[Study material Boundary: Start]
use axum::{
    Json, Router,
    extract::{Path, State},
    routing::{get, post},
};
use validator::Validate;

use crate::{
    dto::{
        fixture::{MatchSummary, PredictionSummary},
        leaderboard::LeaderboardResponse,
        session::{ParticipantSummary, SessionRequest, SessionResponse},
    },
    error::AppError,
    services::{fixture_service, leaderboard_service, session_service},
    state::SharedState,
};

/// Read-only tournament data and participant login.
pub fn router() -> Router<SharedState> {
    Router::<SharedState>::new()
        .route("/participants", get(list_participants))
        .route("/session", post(open_session))
        .route("/matches", get(list_matches))
        .route("/matches/{id}", get(get_match))
        .route("/predictions", get(list_predictions))
        .route("/leaderboard", get(leaderboard))
}

/// List roster members in roster order.
#[utoipa::path(
    get,
    path = "/participants",
    tag = "public",
    responses((status = 200, description = "Roster", body = [ParticipantSummary]))
)]
pub async fn list_participants(State(state): State<SharedState>) -> Json<Vec<ParticipantSummary>> {
    Json(session_service::list_participants(&state))
}

/// Exchange a participant id and access code for a session token.
#[utoipa::path(
    post,
    path = "/session",
    tag = "public",
    request_body = SessionRequest,
    responses(
        (status = 200, description = "Session opened", body = SessionResponse),
        (status = 401, description = "Wrong access code"),
        (status = 404, description = "Unknown participant")
    )
)]
pub async fn open_session(
    State(state): State<SharedState>,
    Json(payload): Json<SessionRequest>,
) -> Result<Json<SessionResponse>, AppError> {
    payload.validate()?;
    Ok(Json(session_service::open_session(&state, payload)?))
}

#[utoipa::path(
    get,
    path = "/matches",
    tag = "public",
    responses((status = 200, description = "Matches ordered by id", body = [MatchSummary]))
)]
pub async fn list_matches(
    State(state): State<SharedState>,
) -> Result<Json<Vec<MatchSummary>>, AppError> {
    Ok(Json(fixture_service::list_matches(&state).await?))
}

#[utoipa::path(
    get,
    path = "/matches/{id}",
    tag = "public",
    params(("id" = u32, Path, description = "Match identifier")),
    responses(
        (status = 200, description = "Match", body = MatchSummary),
        (status = 404, description = "Unknown match")
    )
)]
pub async fn get_match(
    State(state): State<SharedState>,
    Path(id): Path<u32>,
) -> Result<Json<MatchSummary>, AppError> {
    Ok(Json(fixture_service::get_match(&state, id).await?))
}

#[utoipa::path(
    get,
    path = "/predictions",
    tag = "public",
    responses((status = 200, description = "Every stored prediction", body = [PredictionSummary]))
)]
pub async fn list_predictions(
    State(state): State<SharedState>,
) -> Result<Json<Vec<PredictionSummary>>, AppError> {
    Ok(Json(fixture_service::list_predictions(&state).await?))
}

/// Ranked standings; `stale` is set when the store could not be read.
#[utoipa::path(
    get,
    path = "/leaderboard",
    tag = "public",
    responses((status = 200, description = "Leaderboard", body = LeaderboardResponse))
)]
pub async fn leaderboard(State(state): State<SharedState>) -> Json<LeaderboardResponse> {
    Json(leaderboard_service::leaderboard(&state).await)
}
[Study material Boundary: End]
Task to complete:
Search the material above for "LeaderboardResponse". Copy each line that has it.

Solution to this task:
        leaderboard::LeaderboardResponse,
    responses((status = 200, description = "Leaderboard", body = LeaderboardResponse))
pub async fn leaderboard(State(state): State<SharedState>) -> Json<LeaderboardResponse> {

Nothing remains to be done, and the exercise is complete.